[Try it]
Write out again, please, the records below from the first line to the line holding "pub fn insert(&mut", inclusive, and nothing else.

• • • •

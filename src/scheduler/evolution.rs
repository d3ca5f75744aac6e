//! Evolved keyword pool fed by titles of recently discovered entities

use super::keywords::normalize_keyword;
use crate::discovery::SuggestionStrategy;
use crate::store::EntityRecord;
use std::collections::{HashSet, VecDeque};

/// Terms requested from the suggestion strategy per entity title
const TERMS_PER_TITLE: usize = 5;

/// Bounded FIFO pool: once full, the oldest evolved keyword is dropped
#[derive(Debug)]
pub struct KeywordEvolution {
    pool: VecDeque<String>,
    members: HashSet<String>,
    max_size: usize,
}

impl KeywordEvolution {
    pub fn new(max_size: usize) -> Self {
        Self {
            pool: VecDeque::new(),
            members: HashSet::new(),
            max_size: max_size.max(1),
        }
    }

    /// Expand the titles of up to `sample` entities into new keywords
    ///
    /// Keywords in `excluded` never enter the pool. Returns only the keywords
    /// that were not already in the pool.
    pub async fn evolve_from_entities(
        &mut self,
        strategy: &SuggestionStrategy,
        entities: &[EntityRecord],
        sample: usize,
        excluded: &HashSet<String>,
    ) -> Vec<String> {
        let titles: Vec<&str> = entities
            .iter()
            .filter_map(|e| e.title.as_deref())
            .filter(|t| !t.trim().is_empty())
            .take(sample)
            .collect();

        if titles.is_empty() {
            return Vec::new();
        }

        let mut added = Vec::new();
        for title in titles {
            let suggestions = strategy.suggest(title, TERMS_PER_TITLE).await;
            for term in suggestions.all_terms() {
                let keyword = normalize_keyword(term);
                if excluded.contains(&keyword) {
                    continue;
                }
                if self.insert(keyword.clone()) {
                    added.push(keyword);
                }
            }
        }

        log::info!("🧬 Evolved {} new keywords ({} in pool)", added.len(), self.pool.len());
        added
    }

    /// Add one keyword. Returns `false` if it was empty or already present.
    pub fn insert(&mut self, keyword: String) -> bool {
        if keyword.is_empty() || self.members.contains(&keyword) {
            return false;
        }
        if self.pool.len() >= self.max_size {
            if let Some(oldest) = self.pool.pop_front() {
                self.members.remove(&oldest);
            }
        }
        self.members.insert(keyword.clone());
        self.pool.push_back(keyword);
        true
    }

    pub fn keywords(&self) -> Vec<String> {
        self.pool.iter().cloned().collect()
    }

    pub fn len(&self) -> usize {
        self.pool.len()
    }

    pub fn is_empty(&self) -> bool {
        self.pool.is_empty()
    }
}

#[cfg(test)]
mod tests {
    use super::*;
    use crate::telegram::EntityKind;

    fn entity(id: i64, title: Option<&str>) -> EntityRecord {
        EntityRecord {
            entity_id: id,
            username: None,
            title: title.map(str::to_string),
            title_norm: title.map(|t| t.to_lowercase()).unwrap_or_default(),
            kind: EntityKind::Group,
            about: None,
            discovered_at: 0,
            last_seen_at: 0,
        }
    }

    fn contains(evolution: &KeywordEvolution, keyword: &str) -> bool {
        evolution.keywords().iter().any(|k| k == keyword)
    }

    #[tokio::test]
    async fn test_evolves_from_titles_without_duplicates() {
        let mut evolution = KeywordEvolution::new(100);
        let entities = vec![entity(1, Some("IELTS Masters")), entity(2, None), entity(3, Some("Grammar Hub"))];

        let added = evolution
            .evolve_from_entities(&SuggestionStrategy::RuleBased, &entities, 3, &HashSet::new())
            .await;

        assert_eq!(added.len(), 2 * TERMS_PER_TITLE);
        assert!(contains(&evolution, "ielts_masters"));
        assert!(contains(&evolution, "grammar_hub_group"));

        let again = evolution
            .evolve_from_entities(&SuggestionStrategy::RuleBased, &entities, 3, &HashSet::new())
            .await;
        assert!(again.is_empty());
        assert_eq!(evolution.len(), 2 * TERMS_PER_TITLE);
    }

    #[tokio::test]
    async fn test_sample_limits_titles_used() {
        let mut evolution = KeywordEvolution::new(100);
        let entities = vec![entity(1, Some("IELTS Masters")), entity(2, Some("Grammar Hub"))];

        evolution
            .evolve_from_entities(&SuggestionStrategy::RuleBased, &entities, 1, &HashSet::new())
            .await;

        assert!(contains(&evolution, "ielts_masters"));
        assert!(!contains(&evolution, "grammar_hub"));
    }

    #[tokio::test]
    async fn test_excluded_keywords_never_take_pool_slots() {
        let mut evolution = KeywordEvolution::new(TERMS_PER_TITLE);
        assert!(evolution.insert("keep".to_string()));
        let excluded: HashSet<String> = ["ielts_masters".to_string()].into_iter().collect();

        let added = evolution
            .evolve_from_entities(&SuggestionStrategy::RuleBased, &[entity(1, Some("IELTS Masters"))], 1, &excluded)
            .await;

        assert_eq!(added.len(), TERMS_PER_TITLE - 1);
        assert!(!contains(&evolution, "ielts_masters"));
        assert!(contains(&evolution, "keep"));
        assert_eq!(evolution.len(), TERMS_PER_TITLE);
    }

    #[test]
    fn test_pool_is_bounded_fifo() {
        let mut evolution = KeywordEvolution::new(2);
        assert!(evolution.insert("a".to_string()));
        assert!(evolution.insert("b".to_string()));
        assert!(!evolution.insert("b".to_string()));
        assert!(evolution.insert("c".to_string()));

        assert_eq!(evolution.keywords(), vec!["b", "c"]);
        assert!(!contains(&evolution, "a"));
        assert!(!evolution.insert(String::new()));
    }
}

• • • •

[Answer below]
filename src/scheduler/evolution.rs
repository d3ca5f75744aac6e
//! Evolved keyword pool fed by titles of recently discovered entities

use super::keywords::normalize_keyword;
use crate::discovery::SuggestionStrategy;
use crate::store::EntityRecord;
use std::collections::{HashSet, VecDeque};

/// Terms requested from the suggestion strategy per entity title
const TERMS_PER_TITLE: usize = 5;

/// Bounded FIFO pool: once full, the oldest evolved keyword is dropped
#[derive(Debug)]
pub struct KeywordEvolution {
    pool: VecDeque<String>,
    members: HashSet<String>,
    max_size: usize,
}

impl KeywordEvolution {
    pub fn new(max_size: usize) -> Self {
        Self {
            pool: VecDeque::new(),
            members: HashSet::new(),
            max_size: max_size.max(1),
        }
    }

    /// Expand the titles of up to `sample` entities into new keywords
    ///
    /// Keywords in `excluded` never enter the pool. Returns only the keywords
    /// that were not already in the pool.
    pub async fn evolve_from_entities(
        &mut self,
        strategy: &SuggestionStrategy,
        entities: &[EntityRecord],
        sample: usize,
        excluded: &HashSet<String>,
    ) -> Vec<String> {
        let titles: Vec<&str> = entities
            .iter()
            .filter_map(|e| e.title.as_deref())
            .filter(|t| !t.trim().is_empty())
            .take(sample)
            .collect();

        if titles.is_empty() {
            return Vec::new();
        }

        let mut added = Vec::new();
        for title in titles {
            let suggestions = strategy.suggest(title, TERMS_PER_TITLE).await;
            for term in suggestions.all_terms() {
                let keyword = normalize_keyword(term);
                if excluded.contains(&keyword) {
                    continue;
                }
                if self.insert(keyword.clone()) {
                    added.push(keyword);
                }
            }
        }

        log::info!("🧬 Evolved {} new keywords ({} in pool)", added.len(), self.pool.len());
        added
    }

    /// Add one keyword. Returns `false` if it was empty or already present.
    pub fn insert(&mut self, keyword: String) -> bool {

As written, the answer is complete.